Information given ::
[Start of section]

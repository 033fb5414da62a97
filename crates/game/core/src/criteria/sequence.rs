//! Ordered criterion sequences and target scoping.

use crate::stats::{ActorStats, StatId};

use super::operator::Operator;

/// One atomic `(stat, operator, operand)` requirement.
#[derive(Clone, Copy, Debug, PartialEq, Eq, Hash)]
#[cfg_attr(feature = "serde", derive(serde::Serialize, serde::Deserialize))]
pub struct Criterion {
    pub stat: StatId,
    pub operator: Operator,
    pub operand: i32,
}

impl Criterion {
    pub const fn new(stat: StatId, operator: Operator, operand: i32) -> Self {
        Self {
            stat,
            operator,
            operand,
        }
    }

    /// A marker criterion. Markers ignore stat and operand.
    pub const fn marker(operator: Operator) -> Self {
        Self::new(StatId(0), operator, 0)
    }

    pub const fn equal(stat: StatId, operand: i32) -> Self {
        Self::new(stat, Operator::Equal, operand)
    }

    pub const fn greater_than(stat: StatId, operand: i32) -> Self {
        Self::new(stat, Operator::GreaterThan, operand)
    }

    pub const fn less_than(stat: StatId, operand: i32) -> Self {
        Self::new(stat, Operator::LessThan, operand)
    }

    pub const fn bit_set(stat: StatId, operand: i32) -> Self {
        Self::new(stat, Operator::StatBitSet, operand)
    }

    pub const fn bit_not_set(stat: StatId, operand: i32) -> Self {
        Self::new(stat, Operator::StatBitNotSet, operand)
    }

    pub const fn or() -> Self {
        Self::marker(Operator::LogicalOr)
    }

    pub const fn and() -> Self {
        Self::marker(Operator::LogicalAnd)
    }

    pub const fn on_target() -> Self {
        Self::marker(Operator::TargetModifier)
    }

    /// Evaluates this criterion against `actor`. Markers evaluate to `false`.
    pub fn matches(&self, actor: &ActorStats) -> bool {
        self.operator.compare(actor.get(self.stat), self.operand)
    }
}

impl core::fmt::Display for Criterion {
    fn fmt(&self, f: &mut core::fmt::Formatter<'_>) -> core::fmt::Result {
        if self.operator.is_comparison() {
            write!(f, "{} {} {}", self.stat, self.operator.symbol(), self.operand)
        } else {
            f.write_str(self.operator.symbol())
        }
    }
}

/// Whom a criterion constrains.
#[derive(Clone, Copy, Debug, PartialEq, Eq, Hash)]
pub enum Scope {
    /// The acting character.
    Actor,
    /// The target of the action.
    Target,
}

/// A criterion paired with the scope it applies to.
#[derive(Clone, Copy, Debug, PartialEq, Eq)]
pub struct ScopedCriterion<'a> {
    /// Position of the criterion in its sequence.
    pub index: usize,
    pub scope: Scope,
    pub criterion: &'a Criterion,
}

/// Structural problems a sequence can carry without being rejected.
#[derive(Clone, Copy, Debug, PartialEq, Eq)]
pub enum SequenceIssue {
    /// A target modifier is the last criterion; it scopes nothing.
    DanglingTargetModifier { index: usize },
    /// A target modifier directly follows another one.
    RepeatedTargetModifier { index: usize },
}

impl core::fmt::Display for SequenceIssue {
    fn fmt(&self, f: &mut core::fmt::Formatter<'_>) -> core::fmt::Result {
        match self {
            Self::DanglingTargetModifier { index } => {
                write!(f, "target modifier at #{} has no following criterion", index)
            }
            Self::RepeatedTargetModifier { index } => {
                write!(f, "target modifier at #{} repeats the previous one", index)
            }
        }
    }
}

/// Criteria attached to one action, in authored order.
///
/// The order is part of the meaning: a target modifier scopes the criterion
/// after it, and OR markers split the comparisons around them. The sequence
/// is never reordered or deduplicated.
#[derive(Clone, Debug, Default, PartialEq, Eq)]
#[cfg_attr(feature = "serde", derive(serde::Serialize, serde::Deserialize))]
#[cfg_attr(feature = "serde", serde(transparent))]
pub struct CriterionSequence {
    criteria: Vec<Criterion>,
}

impl CriterionSequence {
    pub fn new(criteria: Vec<Criterion>) -> Self {
        Self { criteria }
    }

    pub fn empty() -> Self {
        Self::default()
    }

    pub fn as_slice(&self) -> &[Criterion] {
        &self.criteria
    }

    pub fn len(&self) -> usize {
        self.criteria.len()
    }

    pub fn is_empty(&self) -> bool {
        self.criteria.is_empty()
    }

    /// Walks every non-target-modifier criterion with its scope.
    ///
    /// A criterion following one or more consecutive target modifiers is
    /// [`Scope::Target`]; the modifiers themselves are not yielded. A trailing
    /// modifier is dropped silently.
    pub fn scoped(&self) -> Scoped<'_> {
        Scoped {
            inner: self.criteria.iter().enumerate(),
            pending_target: false,
        }
    }

    /// Comparisons that constrain the acting character.
    pub fn actor_criteria(&self) -> impl Iterator<Item = &Criterion> + '_ {
        self.scoped()
            .filter(|item| item.scope == Scope::Actor)
            .map(|item| item.criterion)
    }

    /// Criteria that constrain the target of the action.
    pub fn target_criteria(&self) -> impl Iterator<Item = &Criterion> + '_ {
        self.scoped()
            .filter(|item| item.scope == Scope::Target)
            .map(|item| item.criterion)
    }

    /// Reports structural oddities. Evaluation tolerates all of them.
    pub fn issues(&self) -> Vec<SequenceIssue> {
        let mut issues = Vec::new();
        let mut previous_was_marker = false;
        for (index, criterion) in self.criteria.iter().enumerate() {
            let is_marker = criterion.operator == Operator::TargetModifier;
            if is_marker && previous_was_marker {
                issues.push(SequenceIssue::RepeatedTargetModifier { index });
            }
            if is_marker && index + 1 == self.criteria.len() {
                issues.push(SequenceIssue::DanglingTargetModifier { index });
            }
            previous_was_marker = is_marker;
        }
        issues
    }
}

impl From<Vec<Criterion>> for CriterionSequence {
    fn from(criteria: Vec<Criterion>) -> Self {
        Self::new(criteria)
    }
}

impl FromIterator<Criterion> for CriterionSequence {
    fn from_iter<I: IntoIterator<Item = Criterion>>(iter: I) -> Self {
        Self::new(iter.into_iter().collect())
    }
}

impl<'a> IntoIterator for &'a CriterionSequence {
    type Item = &'a Criterion;
    type IntoIter = core::slice::Iter<'a, Criterion>;

    fn into_iter(self) -> Self::IntoIter {
        self.criteria.iter()
    }
}

/// Iterator returned by [`CriterionSequence::scoped`].
pub struct Scoped<'a> {
    inner: core::iter::Enumerate<core::slice::Iter<'a, Criterion>>,
    pending_target: bool,
}

impl<'a> Iterator for Scoped<'a> {
    type Item = ScopedCriterion<'a>;

    fn next(&mut self) -> Option<Self::Item> {
        for (index, criterion) in self.inner.by_ref() {
            if criterion.operator == Operator::TargetModifier {
                self.pending_target = true;
                continue;
            }
            let scope = if core::mem::take(&mut self.pending_target) {
                Scope::Target
            } else {
                Scope::Actor
            };
            return Some(ScopedCriterion {
                index,
                scope,
                criterion,
            });
        }
        None
    }
}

[End of section]

Exercise requirements ::
What you return must match the listing exactly, line for line.

Exercise output ::
repository 033fb5414da62a97
filename crates/game/core/src/criteria/sequence.rs
//! Ordered criterion sequences and target scoping.

use crate::stats::{ActorStats, StatId};

use super::operator::Operator;

/// One atomic `(stat, operator, operand)` requirement.
#[derive(Clone, Copy, Debug, PartialEq, Eq, Hash)]
#[cfg_attr(feature = "serde", derive(serde::Serialize, serde::Deserialize))]
pub struct Criterion {
    pub stat: StatId,
    pub operator: Operator,
    pub operand: i32,
}

impl Criterion {
    pub const fn new(stat: StatId, operator: Operator, operand: i32) -> Self {
        Self {
            stat,
            operator,
            operand,
        }
    }

    /// A marker criterion. Markers ignore stat and operand.
    pub const fn marker(operator: Operator) -> Self {
        Self::new(StatId(0), operator, 0)
    }

    pub const fn equal(stat: StatId, operand: i32) -> Self {
        Self::new(stat, Operator::Equal, operand)
    }

    pub const fn greater_than(stat: StatId, operand: i32) -> Self {
        Self::new(stat, Operator::GreaterThan, operand)
    }

    pub const fn less_than(stat: StatId, operand: i32) -> Self {
        Self::new(stat, Operator::LessThan, operand)
    }

    pub const fn bit_set(stat: StatId, operand: i32) -> Self {
        Self::new(stat, Operator::StatBitSet, operand)
    }

    pub const fn bit_not_set(stat: StatId, operand: i32) -> Self {
        Self::new(stat, Operator::StatBitNotSet, operand)
    }

    pub const fn or() -> Self {
        Self::marker(Operator::LogicalOr)
    }

    pub const fn and() -> Self {
        Self::marker(Operator::LogicalAnd)
    }

    pub const fn on_target() -> Self {
        Self::marker(Operator::TargetModifier)
    }

    /// Evaluates this criterion against `actor`. Markers evaluate to `false`.
    pub fn matches(&self, actor: &ActorStats) -> bool {
        self.operator.compare(actor.get(self.stat), self.operand)
    }
}

impl core::fmt::Display for Criterion {
    fn fmt(&self, f: &mut core::fmt::Formatter<'_>) -> core::fmt::Result {
        if self.operator.is_comparison() {
            write!(f, "{} {} {}", self.stat, self.operator.symbol(), self.operand)
        } else {
            f.write_str(self.operator.symbol())
        }
    }
}

/// Whom a criterion constrains.
#[derive(Clone, Copy, Debug, PartialEq, Eq, Hash)]
pub enum Scope {
    /// The acting character.
    Actor,
    /// The target of the action.
    Target,
}

/// A criterion paired with the scope it applies to.
#[derive(Clone, Copy, Debug, PartialEq, Eq)]
pub struct ScopedCriterion<'a> {
    /// Position of the criterion in its sequence.
    pub index: usize,
    pub scope: Scope,
    pub criterion: &'a Criterion,
}

/// Structural problems a sequence can carry without being rejected.
#[derive(Clone, Copy, Debug, PartialEq, Eq)]
pub enum SequenceIssue {
    /// A target modifier is the last criterion; it scopes nothing.
    DanglingTargetModifier { index: usize },
    /// A target modifier directly follows another one.
    RepeatedTargetModifier { index: usize },
}

impl core::fmt::Display for SequenceIssue {
    fn fmt(&self, f: &mut core::fmt::Formatter<'_>) -> core::fmt::Result {
        match self {
            Self::DanglingTargetModifier { index } => {
                write!(f, "target modifier at #{} has no following criterion", index)
            }
            Self::RepeatedTargetModifier { index } => {
                write!(f, "target modifier at #{} repeats the previous one", index)
            }
        }
    }
}

/// Criteria attached to one action, in authored order.
///
/// The order is part of the meaning: a target modifier scopes the criterion
/// after it, and OR markers split the comparisons around them. The sequence
/// is never reordered or deduplicated.
#[derive(Clone, Debug, Default, PartialEq, Eq)]
#[cfg_attr(feature = "serde", derive(serde::Serialize, serde::Deserialize))]
#[cfg_attr(feature = "serde", serde(transparent))]
pub struct CriterionSequence {
    criteria: Vec<Criterion>,
}

impl CriterionSequence {
    pub fn new(criteria: Vec<Criterion>) -> Self {
        Self { criteria }
    }

    pub fn empty() -> Self {
        Self::default()
    }

    pub fn as_slice(&self) -> &[Criterion] {
        &self.criteria
    }

    pub fn len(&self) -> usize {
        self.criteria.len()
    }

    pub fn is_empty(&self) -> bool {
        self.criteria.is_empty()
    }

    /// Walks every non-target-modifier criterion with its scope.
    ///
    /// A criterion following one or more consecutive target modifiers is
    /// [`Scope::Target`]; the modifiers themselves are not yielded. A trailing
    /// modifier is dropped silently.
    pub fn scoped(&self) -> Scoped<'_> {
        Scoped {
            inner: self.criteria.iter().enumerate(),
            pending_target: false,
        }
    }

    /// Comparisons that constrain the acting character.
    pub fn actor_criteria(&self) -> impl Iterator<Item = &Criterion> + '_ {
        self.scoped()
            .filter(|item| item.scope == Scope::Actor)
            .map(|item| item.criterion)
    }

    /// Criteria that constrain the target of the action.
    pub fn target_criteria(&self) -> impl Iterator<Item = &Criterion> + '_ {
        self.scoped()
            .filter(|item| item.scope == Scope::Target)
            .map(|item| item.criterion)
    }

    /// Reports structural oddities. Evaluation tolerates all of them.
    pub fn issues(&self) -> Vec<SequenceIssue> {
        let mut issues = Vec::new();
        let mut previous_was_marker = false;
        for (index, criterion) in self.criteria.iter().enumerate() {
            let is_marker = criterion.operator == Operator::TargetModifier;
            if is_marker && previous_was_marker {
                issues.push(SequenceIssue::RepeatedTargetModifier { index });
            }
            if is_marker && index + 1 == self.criteria.len() {
                issues.push(SequenceIssue::DanglingTargetModifier { index });
            }
            previous_was_marker = is_marker;
        }
        issues
    }
}

impl From<Vec<Criterion>> for CriterionSequence {
    fn from(criteria: Vec<Criterion>) -> Self {
        Self::new(criteria)
    }
}

impl FromIterator<Criterion> for CriterionSequence {
    fn from_iter<I: IntoIterator<Item = Criterion>>(iter: I) -> Self {
        Self::new(iter.into_iter().collect())
    }
}

impl<'a> IntoIterator for &'a CriterionSequence {
    type Item = &'a Criterion;
    type IntoIter = core::slice::Iter<'a, Criterion>;

    fn into_iter(self) -> Self::IntoIter {
        self.criteria.iter()
    }
}

/// Iterator returned by [`CriterionSequence::scoped`].
pub struct Scoped<'a> {
    inner: core::iter::Enumerate<core::slice::Iter<'a, Criterion>>,
    pending_target: bool,
}

impl<'a> Iterator for Scoped<'a> {
    type Item = ScopedCriterion<'a>;

    fn next(&mut self) -> Option<Self::Item> {
        for (index, criterion) in self.inner.by_ref() {
            if criterion.operator == Operator::TargetModifier {
                self.pending_target = true;
                continue;
            }
            let scope = if core::mem::take(&mut self.pending_target) {
                Scope::Target
            } else {
                Scope::Actor
            };
            return Some(ScopedCriterion {
                index,
                scope,
                criterion,
            });
        }
        None
    }
}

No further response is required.